Place a stone on an empty Go board

C, 212 195 193 181 171 132 103 98 bytes

Saved 1 byte thanks to @FryAmTheEggman, 5 bytes thanks to @orlp

Call f() with the position to play (must be capitalized), and it prints out the resulting board.

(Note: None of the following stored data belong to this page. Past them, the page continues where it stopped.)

//! Merging of analysis results into one ranked view.

use chrono::Utc;

use crate::issue::{AnalysisResult, AnalysisType, Issue};

/// Merges every result's issues in input order and ranks them by severity.
///
/// The sort is stable, so issues of equal severity keep their relative
/// order. The summary is recomputed from the merged list. Analysis type and
/// target are kept when every input agrees on them; the timestamp is the
/// latest input timestamp. Re-aggregating the output returns it unchanged.
pub fn aggregate(results: &[AnalysisResult]) -> AnalysisResult {
    let Some(first) = results.first() else {
        return AnalysisResult::at(AnalysisType::Combined, Vec::new(), None, Utc::now());
    };

    let analysis_type = if results
        .iter()
        .all(|r| r.analysis_type() == first.analysis_type())
    {
        first.analysis_type()
    } else {
        AnalysisType::Combined
    };

    let target = first
        .target()
        .filter(|target| results.iter().all(|r| r.target() == Some(*target)))
        .cloned();

    let timestamp = results
        .iter()
        .map(AnalysisResult::timestamp)
        .max()
        .unwrap_or_else(Utc::now);

    let mut issues: Vec<Issue> = results
        .iter()
        .flat_map(|r| r.issues().iter().cloned())
        .collect();
    issues.sort_by_key(|issue| issue.severity().rank());

    AnalysisResult::at(analysis_type, issues, target, timestamp)
}

#[cfg(test)]
mod tests {
    use super::*;
    use crate::issue::{IssueSource, Severity, Target};
    use chrono::TimeZone;

    fn issue(id: &str, severity: Severity) -> Issue {
        Issue::new(id, "rule", severity, IssueSource::Static)
    }

    fn ids(result: &AnalysisResult) -> Vec<&str> {
        result.issues().iter().map(Issue::id).collect()
    }

    #[test]
    fn empty_input_gives_empty_result() {
        let result = aggregate(&[]);

        assert!(result.is_empty());
        assert_eq!(result.summary().total, 0);
        assert_eq!(result.summary().critical, 0);
        assert_eq!(result.summary().minor, 0);
        assert_eq!(result.analysis_type(), AnalysisType::Combined);
    }

    #[test]
    fn single_result_is_ranked_and_recounted() {
        let input = AnalysisResult::new(
            AnalysisType::Static,
            vec![issue("a", Severity::Minor), issue("b", Severity::Critical)],
            Some(Target::Project("app".into())),
        );

        let result = aggregate(std::slice::from_ref(&input));

        assert_eq!(ids(&result), vec!["b", "a"]);
        assert_eq!(result.summary(), input.summary());
        assert_eq!(result.analysis_type(), AnalysisType::Static);
        assert_eq!(result.target(), input.target());
        assert_eq!(result.timestamp(), input.timestamp());
    }

    #[test]
    fn equal_severities_keep_insertion_order() {
        let first = AnalysisResult::new(
            AnalysisType::Static,
            vec![
                issue("s1", Severity::Serious),
                issue("m1", Severity::Moderate),
                issue("s2", Severity::Serious),
            ],
            None,
        );
        let second = AnalysisResult::new(
            AnalysisType::Static,
            vec![issue("m2", Severity::Moderate), issue("s3", Severity::Serious)],
            None,
        );

        let result = aggregate(&[first, second]);

        assert_eq!(ids(&result), vec!["s1", "s2", "s3", "m1", "m2"]);
    }

    #[test]
    fn mixed_inputs_are_combined() {
        let at = |hour| Utc.with_ymd_and_hms(2026, 3, 1, hour, 0, 0).unwrap();
        let first = AnalysisResult::at(
            AnalysisType::Static,
            vec![issue("a", Severity::Minor)],
            Some(Target::Project("app".into())),
            at(9),
        );
        let second = AnalysisResult::at(
            AnalysisType::Dynamic,
            vec![issue("b", Severity::Serious)],
            Some(Target::Url("http://localhost/".into())),
            at(11),
        );

        let result = aggregate(&[first, second]);

        assert_eq!(result.analysis_type(), AnalysisType::Combined);
        assert_eq!(result.target(), None);
        assert_eq!(result.timestamp(), at(11));
        assert_eq!(result.summary().total, 2);
        assert_eq!(result.summary().serious, 1);
        assert_eq!(result.summary().minor, 1);
    }

    #[test]
    fn aggregation_is_a_fixed_point() {
        let input = AnalysisResult::new(
            AnalysisType::Dynamic,
            vec![
                issue("a", Severity::Moderate),
                issue("b", Severity::Critical),
                issue("c", Severity::Moderate),
            ],
            Some(Target::Url("http://localhost/".into())),
        );

        let once = aggregate(&[input]);
        let twice = aggregate(std::slice::from_ref(&once));

        assert_eq!(once, twice);
    }
}
//! ARIA rules: valid role tokens and focusable content hidden from assistive
//! technology.

use scraper::ElementRef;

use crate::declare_rule;
use crate::rules::{ANY_TAG, Check, Rule, RuleContext};

/// WAI-ARIA 1.2 roles, abstract roles excluded.
const VALID_ROLES: &[&str] = &[
    "alert", "alertdialog", "application", "article", "banner", "blockquote", "button",
    "caption", "cell", "checkbox", "code", "columnheader", "combobox", "complementary",
    "contentinfo", "definition", "deletion", "dialog", "directory", "document", "emphasis",
    "feed", "figure", "form", "generic", "grid", "gridcell", "group", "heading", "img",
    "insertion", "link", "list", "listbox", "listitem", "log", "main", "marquee", "math",
    "menu", "menubar", "menuitem", "menuitemcheckbox", "menuitemradio", "meter", "navigation",
    "none", "note", "option", "paragraph", "presentation", "progressbar", "radio",
    "radiogroup", "region", "row", "rowgroup", "rowheader", "scrollbar", "search",
    "searchbox", "separator", "slider", "spinbutton", "status", "strong", "subscript",
    "superscript", "switch", "tab", "table", "tablist", "tabpanel", "term", "textbox",
    "time", "timer", "toolbar", "tooltip", "tree", "treegrid", "treeitem",
];

pub fn rules() -> Vec<Rule> {
    vec![
        declare_rule!(
            id = "aria-roles",
            name = "ARIA roles used must conform to valid values",
            category = Aria,
            wcag = ("4.1.2", A),
            severity = Critical,
            description = "Element has an invalid role attribute value",
            help = "Use a valid, non-abstract WAI-ARIA role",
            help_url = "https://www.w3.org/WAI/WCAG22/Understanding/name-role-value.html",
            check = Check::Element {
                tags: ANY_TAG,
                predicate: role_is_valid,
            },
        ),
        declare_rule!(
            id = "aria-hidden-focus",
            name = "ARIA hidden element must not be focusable or contain focusable elements",
            category = Aria,
            wcag = ("4.1.2", A),
            severity = Serious,
            description = "aria-hidden content contains a focusable element",
            help = "Remove aria-hidden or take the content out of the tab order with tabindex=\"-1\"",
            help_url = "https://www.w3.org/WAI/WCAG22/Understanding/name-role-value.html",
            check = Check::Element {
                tags: ANY_TAG,
                predicate: hidden_content_not_focusable,
            },
        ),
    ]
}

fn role_is_valid(element: &ElementRef<'_>, _ctx: &RuleContext<'_>) -> bool {
    let Some(role) = element.value().attr("role") else {
        return true;
    };

    role.split_ascii_whitespace()
        .all(|token| VALID_ROLES.contains(&token.to_ascii_lowercase().as_str()))
}

fn hidden_content_not_focusable(element: &ElementRef<'_>, _ctx: &RuleContext<'_>) -> bool {
    let hidden = element
        .value()
        .attr("aria-hidden")
        .is_some_and(|value| value.trim().eq_ignore_ascii_case("true"));
    if !hidden {
        return true;
    }

    !element
        .descendants()
        .filter_map(ElementRef::wrap)
        .any(|node| is_focusable(&node))
}

pub(crate) fn is_focusable(element: &ElementRef<'_>) -> bool {
    let el = element.value();

    if let Some(tabindex) = el.attr("tabindex") {
        return tabindex.trim().parse::<i32>().is_ok_and(|value| value >= 0);
    }

    if el.attr("disabled").is_some() {
        return false;
    }

    match el.name() {
        "a" | "area" => el.attr("href").is_some(),
        "input" => !el
            .attr("type")
            .is_some_and(|t| t.eq_ignore_ascii_case("hidden")),
        "button" | "select" | "textarea" | "iframe" | "summary" => true,
        _ => el.attr("contenteditable").is_some_and(|v| v != "false"),
    }
}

i;f(char*p){for(i=380;i--;)putchar(i%20?i^20*atoi(p+1)+64-*p+(*p>72)?i%6^4|i/20%6^3?46:42:79:10);}

Try it on ideone.


C (gcc), 132 128 109

i;m;f(char*s){for(i=380;i--;putchar(m?m^84-*s+(*s>73)|(i/20+1)^atoi(s+1)?m%6^4|i/20%6^3?46:42:79:10))m=i%20;}

Ideone

A function that prints the board to STDOUT. Requires the letter coordinate to be capital. Printing in one loop seems to be slightly shorter than the previous nested loop approach.


MATL, 33 bytes

'*O.'19: 6\4=&*Hj1&)Uw64-t8>-&(P)

Try it online!

Explanation

'*O.'    % Push string with needed characters. Will be indexed into
19:      % Push numeric vector [1 2 ... 19]
6\4=     % 1 for values that equal 4 mod 6, 0 for the rest
&*       % Multiply by transposed version of itself with broadcast. This gives
         % the 19×19 board with 0 instead of '.' and 1 instead of '*'
H        % Push 2. This will correspond to 'O' (stone)
j        % Input string, such as 'Q16'
1&)      % Split into its first char ('Q') and then the rest ('16')
U        % Convert to number (16)
w        % Swap, to move 'Q' to top
64-      % Subtract 64. Thus 'A' gives 1, 'B' gives 2 etc
t8>-     % Duplicate. Subtract 1 if it exceeds 8. This corrects for missing 'I'
&(       % Fill a 2 at coordinates given by the number and the letter
P        % Flip upside down, because matrix coordinates start up, not down
)        % Index the string '*O.' with the 19×19 array containing 0,1,2.